Your answer must be an exact transcription of the lines from the line with "let body_bytes = axum::body::to_bytes(response.into_body(), 1024" through the final line of the data.

(Raw data Opens)

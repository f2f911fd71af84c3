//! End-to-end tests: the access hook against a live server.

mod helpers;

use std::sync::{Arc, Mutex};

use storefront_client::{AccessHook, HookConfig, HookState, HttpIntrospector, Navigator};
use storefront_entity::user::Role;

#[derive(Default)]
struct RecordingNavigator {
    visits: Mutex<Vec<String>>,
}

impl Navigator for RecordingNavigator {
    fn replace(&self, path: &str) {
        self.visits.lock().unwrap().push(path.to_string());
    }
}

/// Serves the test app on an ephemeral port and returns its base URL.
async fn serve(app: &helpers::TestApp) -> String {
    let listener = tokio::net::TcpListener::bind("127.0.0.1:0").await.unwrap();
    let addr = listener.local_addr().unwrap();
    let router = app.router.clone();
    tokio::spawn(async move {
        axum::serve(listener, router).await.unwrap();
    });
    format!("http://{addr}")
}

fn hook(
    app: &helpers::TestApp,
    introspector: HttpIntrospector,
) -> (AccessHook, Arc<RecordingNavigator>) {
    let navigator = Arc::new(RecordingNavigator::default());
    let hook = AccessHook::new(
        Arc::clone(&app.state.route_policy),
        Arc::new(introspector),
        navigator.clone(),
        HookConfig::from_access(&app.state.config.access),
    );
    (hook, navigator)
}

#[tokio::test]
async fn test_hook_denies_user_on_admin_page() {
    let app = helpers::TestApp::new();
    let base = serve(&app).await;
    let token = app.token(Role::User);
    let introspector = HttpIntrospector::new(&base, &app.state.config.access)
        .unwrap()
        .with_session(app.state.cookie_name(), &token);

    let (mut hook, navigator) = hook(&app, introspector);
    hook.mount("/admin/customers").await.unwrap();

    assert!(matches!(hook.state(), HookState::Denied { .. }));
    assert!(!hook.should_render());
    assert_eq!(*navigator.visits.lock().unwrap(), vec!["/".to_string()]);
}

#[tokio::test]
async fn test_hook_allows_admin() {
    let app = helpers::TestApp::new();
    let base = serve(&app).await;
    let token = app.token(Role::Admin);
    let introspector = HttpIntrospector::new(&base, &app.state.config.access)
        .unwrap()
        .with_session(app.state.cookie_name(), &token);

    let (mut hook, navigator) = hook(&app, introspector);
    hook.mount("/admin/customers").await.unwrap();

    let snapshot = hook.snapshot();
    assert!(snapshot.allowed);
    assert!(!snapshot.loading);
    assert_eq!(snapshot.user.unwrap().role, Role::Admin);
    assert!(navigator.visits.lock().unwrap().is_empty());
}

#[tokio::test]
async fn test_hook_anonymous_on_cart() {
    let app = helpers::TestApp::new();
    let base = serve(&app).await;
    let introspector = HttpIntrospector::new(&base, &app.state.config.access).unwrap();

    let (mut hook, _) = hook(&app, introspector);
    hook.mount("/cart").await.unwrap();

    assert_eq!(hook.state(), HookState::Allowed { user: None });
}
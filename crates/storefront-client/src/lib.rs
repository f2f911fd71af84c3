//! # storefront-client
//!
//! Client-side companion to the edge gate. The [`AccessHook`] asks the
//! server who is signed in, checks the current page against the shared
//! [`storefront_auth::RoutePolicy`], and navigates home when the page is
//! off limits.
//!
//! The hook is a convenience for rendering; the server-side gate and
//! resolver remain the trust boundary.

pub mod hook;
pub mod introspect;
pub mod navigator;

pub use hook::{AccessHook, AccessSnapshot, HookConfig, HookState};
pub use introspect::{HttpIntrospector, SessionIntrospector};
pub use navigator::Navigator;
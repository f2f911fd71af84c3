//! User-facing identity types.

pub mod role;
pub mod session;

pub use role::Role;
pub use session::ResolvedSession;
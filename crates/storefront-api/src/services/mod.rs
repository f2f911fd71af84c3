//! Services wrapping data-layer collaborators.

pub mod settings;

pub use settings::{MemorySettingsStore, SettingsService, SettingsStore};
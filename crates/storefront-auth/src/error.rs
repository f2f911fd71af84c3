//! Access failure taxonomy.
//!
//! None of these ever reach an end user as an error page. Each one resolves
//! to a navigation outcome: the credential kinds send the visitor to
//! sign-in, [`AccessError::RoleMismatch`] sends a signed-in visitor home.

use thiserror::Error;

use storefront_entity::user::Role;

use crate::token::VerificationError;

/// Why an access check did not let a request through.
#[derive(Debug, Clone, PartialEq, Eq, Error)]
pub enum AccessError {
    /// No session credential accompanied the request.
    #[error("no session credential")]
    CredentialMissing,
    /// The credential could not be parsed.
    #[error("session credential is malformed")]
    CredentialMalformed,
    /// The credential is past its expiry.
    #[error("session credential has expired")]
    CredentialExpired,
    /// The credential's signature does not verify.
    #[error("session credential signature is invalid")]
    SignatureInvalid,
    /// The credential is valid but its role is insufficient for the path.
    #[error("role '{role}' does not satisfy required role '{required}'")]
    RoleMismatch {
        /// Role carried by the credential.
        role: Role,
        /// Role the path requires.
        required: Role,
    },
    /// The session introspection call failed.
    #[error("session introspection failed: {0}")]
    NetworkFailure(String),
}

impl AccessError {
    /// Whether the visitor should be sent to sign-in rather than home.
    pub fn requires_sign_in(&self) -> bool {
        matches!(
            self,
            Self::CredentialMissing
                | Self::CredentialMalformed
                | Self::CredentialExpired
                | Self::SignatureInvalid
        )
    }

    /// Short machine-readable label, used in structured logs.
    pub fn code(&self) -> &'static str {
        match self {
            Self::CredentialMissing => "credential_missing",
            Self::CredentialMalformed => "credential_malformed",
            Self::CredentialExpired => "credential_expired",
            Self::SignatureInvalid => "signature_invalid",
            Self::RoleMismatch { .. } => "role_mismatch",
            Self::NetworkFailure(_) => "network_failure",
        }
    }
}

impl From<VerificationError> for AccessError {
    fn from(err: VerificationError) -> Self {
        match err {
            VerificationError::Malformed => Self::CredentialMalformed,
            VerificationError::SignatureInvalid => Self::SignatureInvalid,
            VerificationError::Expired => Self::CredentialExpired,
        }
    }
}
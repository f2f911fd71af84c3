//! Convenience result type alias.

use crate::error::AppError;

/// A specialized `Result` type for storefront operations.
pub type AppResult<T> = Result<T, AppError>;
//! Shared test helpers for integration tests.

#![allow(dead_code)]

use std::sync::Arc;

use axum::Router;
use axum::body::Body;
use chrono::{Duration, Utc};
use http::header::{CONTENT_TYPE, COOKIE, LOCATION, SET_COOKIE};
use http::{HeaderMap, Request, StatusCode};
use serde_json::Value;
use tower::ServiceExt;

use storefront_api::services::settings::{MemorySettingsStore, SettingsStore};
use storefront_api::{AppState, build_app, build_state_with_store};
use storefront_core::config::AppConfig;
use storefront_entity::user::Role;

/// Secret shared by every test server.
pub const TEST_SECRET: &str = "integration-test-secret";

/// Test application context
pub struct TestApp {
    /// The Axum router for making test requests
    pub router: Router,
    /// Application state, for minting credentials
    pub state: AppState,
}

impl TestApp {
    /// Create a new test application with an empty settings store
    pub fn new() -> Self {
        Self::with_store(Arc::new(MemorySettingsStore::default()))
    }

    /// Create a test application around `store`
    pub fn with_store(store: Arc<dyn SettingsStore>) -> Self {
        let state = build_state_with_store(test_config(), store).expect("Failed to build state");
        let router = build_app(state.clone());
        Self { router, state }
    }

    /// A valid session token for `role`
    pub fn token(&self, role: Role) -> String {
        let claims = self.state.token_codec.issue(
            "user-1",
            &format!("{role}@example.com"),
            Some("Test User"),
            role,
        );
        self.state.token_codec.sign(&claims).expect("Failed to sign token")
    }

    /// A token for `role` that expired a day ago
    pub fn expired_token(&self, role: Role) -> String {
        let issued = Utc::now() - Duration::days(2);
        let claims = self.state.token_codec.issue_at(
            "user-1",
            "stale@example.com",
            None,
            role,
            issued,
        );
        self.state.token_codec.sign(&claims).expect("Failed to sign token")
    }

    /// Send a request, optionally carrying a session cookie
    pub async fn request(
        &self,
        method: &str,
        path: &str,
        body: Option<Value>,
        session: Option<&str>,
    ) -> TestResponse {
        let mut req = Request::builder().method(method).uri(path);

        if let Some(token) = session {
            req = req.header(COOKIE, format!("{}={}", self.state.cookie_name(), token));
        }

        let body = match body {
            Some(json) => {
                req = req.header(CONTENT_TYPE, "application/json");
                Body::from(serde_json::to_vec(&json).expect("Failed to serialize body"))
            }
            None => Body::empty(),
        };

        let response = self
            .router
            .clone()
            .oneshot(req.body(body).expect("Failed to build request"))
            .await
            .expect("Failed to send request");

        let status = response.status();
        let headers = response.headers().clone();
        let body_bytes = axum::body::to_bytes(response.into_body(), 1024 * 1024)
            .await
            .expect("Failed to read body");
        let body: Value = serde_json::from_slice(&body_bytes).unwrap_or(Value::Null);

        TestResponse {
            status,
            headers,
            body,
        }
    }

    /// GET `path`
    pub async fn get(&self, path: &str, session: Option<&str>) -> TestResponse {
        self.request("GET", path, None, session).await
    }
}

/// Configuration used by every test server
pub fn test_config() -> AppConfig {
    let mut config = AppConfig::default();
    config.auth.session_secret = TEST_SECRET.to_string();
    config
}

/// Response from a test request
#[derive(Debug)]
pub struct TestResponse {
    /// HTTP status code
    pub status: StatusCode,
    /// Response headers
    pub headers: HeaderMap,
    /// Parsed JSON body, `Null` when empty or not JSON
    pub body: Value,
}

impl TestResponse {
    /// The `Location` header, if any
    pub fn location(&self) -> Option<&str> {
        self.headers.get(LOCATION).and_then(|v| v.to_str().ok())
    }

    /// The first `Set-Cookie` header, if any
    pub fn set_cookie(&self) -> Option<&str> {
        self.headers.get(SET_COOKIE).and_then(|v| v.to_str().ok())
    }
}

(Raw data Closes)

Answer area =
        let body_bytes = axum::body::to_bytes(response.into_body(), 1024 * 1024)
            .await
            .expect("Failed to read body");
        let body: Value = serde_json::from_slice(&body_bytes).unwrap_or(Value::Null);

        TestResponse {
            status,
            headers,
            body,
        }
    }

    /// GET `path`
    pub async fn get(&self, path: &str, session: Option<&str>) -> TestResponse {
        self.request("GET", path, None, session).await
    }
}

/// Configuration used by every test server
pub fn test_config() -> AppConfig {
    let mut config = AppConfig::default();
    config.auth.session_secret = TEST_SECRET.to_string();
    config
}

/// Response from a test request
#[derive(Debug)]
pub struct TestResponse {
    /// HTTP status code
    pub status: StatusCode,
    /// Response headers
    pub headers: HeaderMap,
    /// Parsed JSON body, `Null` when empty or not JSON
    pub body: Value,
}

impl TestResponse {
    /// The `Location` header, if any
    pub fn location(&self) -> Option<&str> {
        self.headers.get(LOCATION).and_then(|v| v.to_str().ok())
    }

    /// The first `Set-Cookie` header, if any
    pub fn set_cookie(&self) -> Option<&str> {
        self.headers.get(SET_COOKIE).and_then(|v| v.to_str().ok())
    }
}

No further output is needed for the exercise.